Tuesday, July 10, 2007

Special Guest Blogger: Fernando Elichirigoity

Fernando Elichirigoity, the author of Planet Management, and Associate Professor at the Univeristy of Illinois Graduate School of Library and Information Science has agreed to guest blog with us next week as we prepare to discuss his book on July 20.

You can view Fernando's homepage at: http://www.lis.uiuc.edu/oc/people/bio.html?id=elichi

His research interests include: "Globalization and information infrastructures; industrial classification and transnational spaces of production and consumption; knowledge management and new forms of corporate structures; the use of the Web for personal investing and business information; Spanish-language Internet portals and the virtual construction of Latin America; history of coordination and collaborative technologies; selection and exhibition of foreign language materials in public libraries."

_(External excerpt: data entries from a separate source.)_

use anyhow::Context;
use chrono::{DateTime, Utc};
use sqlx::{migrate::Migrator, postgres::PgPoolOptions, PgPool, Postgres, Transaction};
use uuid::Uuid;

use crate::{
    datastore::DataStore, ArticleDraft, EditorFeedback, InterviewTranscript, Job, JobId, Speaker,
};

static MIGRATOR: Migrator = sqlx::migrate!();

#[derive(Debug, Clone)]
pub struct PgDataStore {
    pub pool: PgPool,
}

#[derive(sqlx::FromRow)]
struct JobRow {
    id: Uuid,
    topic: String,
    target_audience: String,
    status: String,
    iteration: i32,
    max_iterations_exceeded: bool,
    partial_transcript: bool,
    failure_reason: Option<String>,
    created_at: DateTime<Utc>,
    updated_at: DateTime<Utc>,
}

impl TryFrom<JobRow> for Job {
    type Error = anyhow::Error;

    fn try_from(row: JobRow) -> Result<Self, Self::Error> {
        Ok(Job {
            id: row.id.into(),
            topic: row.topic,
            target_audience: row.target_audience,
            status: row.status.parse()?,
            iteration: u32::try_from(row.iteration).context("Negative iteration count")?,
            max_iterations_exceeded: row.max_iterations_exceeded,
            partial_transcript: row.partial_transcript,
            failure_reason: row.failure_reason,
            created_at: row.created_at,
            updated_at: row.updated_at,
        })
    }
}

#[derive(sqlx::FromRow)]
struct DraftRow {
    version: i32,
    title: String,
    content: String,
}

impl From<DraftRow> for ArticleDraft {
    fn from(row: DraftRow) -> Self {
        ArticleDraft {
            title: row.title,
            content: row.content,
            version: row.version.max(0) as u32,
        }
    }
}

#[derive(sqlx::FromRow)]
struct FeedbackRow {
    draft_version: i32,
    is_approved: bool,
    critiques: Vec<String>,
}

impl PgDataStore {
    /// Establish connection to database and run the embedded migrations
    pub async fn init(database_url: &str) -> anyhow::Result<Self> {
        let pool = PgPoolOptions::new()
            .max_connections(5)
            .connect(database_url)
            .await
            .inspect_err(
                |e| tracing::error!(error = ?e, "Failed to establish connection to database"),
            )
            .context("Failed to connect to postgres database")?;

        MIGRATOR
            .run(&pool)
            .await
            .inspect_err(|e| tracing::error!(error = ?e, "Failed to run database migrations"))
            .context("Failed to run database migrations")?;

        Ok(PgDataStore { pool })
    }

    /// Takes the row lock that makes the caller the single writer for `job_id`
    /// until the transaction ends.
    async fn lock_job(tx: &mut Transaction<'_, Postgres>, job_id: &JobId) -> anyhow::Result<()> {
        let locked: Option<(Uuid,)> = sqlx::query_as("SELECT id FROM jobs WHERE id = $1 FOR UPDATE")
            .bind(job_id.as_uuid())
            .fetch_optional(&mut **tx)
            .await
            .context("Failed to lock job row")?;

        if locked.is_none() {
            anyhow::bail!("Job {job_id} does not exist");
        }
        Ok(())
    }
}

impl DataStore for PgDataStore {
    async fn insert_job(&self, job: &Job) -> anyhow::Result<()> {
        sqlx::query(
            r#"
            INSERT INTO jobs (id, topic, target_audience, status, iteration,
                max_iterations_exceeded, partial_transcript, failure_reason, created_at, updated_at)
            VALUES ($1, $2, $3, $4, $5, $6, $7, $8, $9, $10)
            "#,
        )
        .bind(job.id.as_uuid())
        .bind(&job.topic)
        .bind(&job.target_audience)
        .bind(job.status.as_str())
        .bind(job.iteration as i32)
        .bind(job.max_iterations_exceeded)
        .bind(job.partial_transcript)
        .bind(&job.failure_reason)
        .bind(job.created_at)
        .bind(job.updated_at)
        .execute(&self.pool)
        .await
        .inspect_err(|e| tracing::error!(error = ?e, job_id = %job.id, "Failed to insert job"))
        .context("Failed to insert job")?;

        Ok(())
    }

    async fn get_job(&self, job_id: &JobId) -> anyhow::Result<Option<Job>> {
        let row = sqlx::query_as::<_, JobRow>("SELECT * FROM jobs WHERE id = $1")
            .bind(job_id.as_uuid())
            .fetch_optional(&self.pool)
            .await
            .context("Failed to fetch job")?;

        row.map(Job::try_from).transpose()
    }

    async fn update_job(&self, job: &Job) -> anyhow::Result<()> {
        let result = sqlx::query(
            r#"
            UPDATE jobs
            SET status = $2, iteration = $3, max_iterations_exceeded = $4,
                partial_transcript = $5, failure_reason = $6, updated_at = NOW()
            WHERE id = $1
            "#,
        )
        .bind(job.id.as_uuid())
        .bind(job.status.as_str())
        .bind(job.iteration as i32)
        .bind(job.max_iterations_exceeded)
        .bind(job.partial_transcript)
        .bind(&job.failure_reason)
        .execute(&self.pool)
        .await
        .inspect_err(|e| tracing::error!(error = ?e, job_id = %job.id, "Failed to update job"))
        .context("Failed to update job")?;

        if result.rows_affected() == 0 {
            anyhow::bail!("Job {} does not exist", job.id);
        }
        Ok(())
    }

    async fn save_transcript(
        &self,
        job_id: &JobId,
        transcript: &InterviewTranscript,
    ) -> anyhow::Result<()> {
        let mut tx = self.pool.begin().await?;
        Self::lock_job(&mut tx, job_id).await?;

        sqlx::query("INSERT INTO transcripts (job_id, partial) VALUES ($1, $2)")
            .bind(job_id.as_uuid())
            .bind(transcript.partial)
            .execute(&mut *tx)
            .await
            .context("Failed to insert transcript")?;

        for message in &transcript.messages {
            sqlx::query(
                "INSERT INTO transcript_messages (job_id, sequence, speaker, text) VALUES ($1, $2, $3, $4)",
            )
            .bind(job_id.as_uuid())
            .bind(message.sequence as i32)
            .bind(message.speaker.as_str())
            .bind(&message.text)
            .execute(&mut *tx)
            .await
            .context("Failed to insert transcript message")?;
        }

        tx.commit().await.context("Failed to commit transcript")?;
        Ok(())
    }

    async fn get_transcript(&self, job_id: &JobId) -> anyhow::Result<Option<InterviewTranscript>> {
        let partial: Option<(bool,)> =
            sqlx::query_as("SELECT partial FROM transcripts WHERE job_id = $1")
                .bind(job_id.as_uuid())
                .fetch_optional(&self.pool)
                .await
                .context("Failed to fetch transcript")?;

        let Some((partial,)) = partial else {
            return Ok(None);
        };

        let rows: Vec<(i32, String, String)> = sqlx::query_as(
            "SELECT sequence, speaker, text FROM transcript_messages WHERE job_id = $1 ORDER BY sequence",
        )
        .bind(job_id.as_uuid())
        .fetch_all(&self.pool)
        .await
        .context("Failed to fetch transcript messages")?;

        let messages = rows
            .into_iter()
            .map(|(sequence, speaker, text)| {
                Ok(crate::InterviewMessage {
                    speaker: speaker.parse::<Speaker>().map_err(anyhow::Error::msg)?,
                    text,
                    sequence: sequence.max(0) as u32,
                })
            })
            .collect::<anyhow::Result<Vec<_>>>()?;

        Ok(Some(InterviewTranscript { messages, partial }))
    }

    async fn append_draft(&self, job_id: &JobId, draft: &ArticleDraft) -> anyhow::Result<()> {
        let mut tx = self.pool.begin().await?;
        Self::lock_job(&mut tx, job_id).await?;

        sqlx::query(
            "INSERT INTO article_drafts (job_id, version, title, content) VALUES ($1, $2, $3, $4)",
        )
        .bind(job_id.as_uuid())
        .bind(draft.version as i32)
        .bind(&draft.title)
        .bind(&draft.content)
        .execute(&mut *tx)
        .await
        .inspect_err(|e| {
            tracing::error!(error = ?e, %job_id, version = draft.version, "Failed to append draft")
        })
        .context("Failed to append draft")?;

        tx.commit().await.context("Failed to commit draft")?;
        Ok(())
    }

    async fn append_feedback(
        &self,
        job_id: &JobId,
        feedback: &EditorFeedback,
    ) -> anyhow::Result<()> {
        let mut tx = self.pool.begin().await?;
        Self::lock_job(&mut tx, job_id).await?;

        sqlx::query(
            "INSERT INTO editor_feedback (job_id, draft_version, is_approved, critiques) VALUES ($1, $2, $3, $4)",
        )
        .bind(job_id.as_uuid())
        .bind(feedback.draft_version as i32)
        .bind(feedback.is_approved)
        .bind(&feedback.critiques)
        .execute(&mut *tx)
        .await
        .inspect_err(|e| {
            tracing::error!(
                error = ?e,
                %job_id,
                draft_version = feedback.draft_version,
                "Failed to append feedback"
            )
        })
        .context("Failed to append feedback")?;

        tx.commit().await.context("Failed to commit feedback")?;
        Ok(())
    }

    async fn latest_draft(&self, job_id: &JobId) -> anyhow::Result<Option<ArticleDraft>> {
        let row = sqlx::query_as::<_, DraftRow>(
            "SELECT version, title, content FROM article_drafts WHERE job_id = $1 ORDER BY version DESC LIMIT 1",
        )
        .bind(job_id.as_uuid())
        .fetch_optional(&self.pool)
        .await
        .context("Failed to fetch latest draft")?;

        Ok(row.map(ArticleDraft::from))
    }

    async fn list_drafts(&self, job_id: &JobId) -> anyhow::Result<Vec<ArticleDraft>> {
        let rows = sqlx::query_as::<_, DraftRow>(
            "SELECT version, title, content FROM article_drafts WHERE job_id = $1 ORDER BY version",
        )
        .bind(job_id.as_uuid())
        .fetch_all(&self.pool)
        .await
        .context("Failed to fetch drafts")?;

        Ok(rows.into_iter().map(ArticleDraft::from).collect())
    }

    async fn list_feedback(&self, job_id: &JobId) -> anyhow::Result<Vec<EditorFeedback>> {
        let rows = sqlx::query_as::<_, FeedbackRow>(
            "SELECT draft_version, is_approved, critiques FROM editor_feedback WHERE job_id = $1 ORDER BY draft_version",
        )
        .bind(job_id.as_uuid())
        .fetch_all(&self.pool)
        .await
        .context("Failed to fetch feedback")?;

        Ok(rows
            .into_iter()
            .map(|row| EditorFeedback {
                is_approved: row.is_approved,
                critiques: row.critiques,
                draft_version: row.draft_version.max(0) as u32,
            })
            .collect())
    }
}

Fernando received his PhD from 1994 from Illinois Urbana Champaign. He worked at the School of Information Studies at Long Island University before returning to Illinois.


1 comment:

Fernando Elichirigoity said...

Thanks much for choosing my book as one of the readings for you group.

I look forward to our conversation here in the blog and in person on Friday. I am happy to answer any and all questions about the content of the book or the process of actually publishing it.

The description of my research interests in GSLIS official page needs a little updating: in collaboration with Cheryl Malone at the University of Arizona, we have been looking at the emergence and naturalization of transnational economic spaces such as NAFTA. Specifically we look at development of the North American Industry Classification System (NAICS). NAICS is the official taxonomy collaboratively brought about and used by the governments of Canada, Mexico and the United States for the purposes of performing economic censuses.

I am also doing research on the emergence of “digital collectivities” and the ways in which information technologies and media give rise to novel forms of subjectivity. A third line of work involves looking at the production of automated financial news.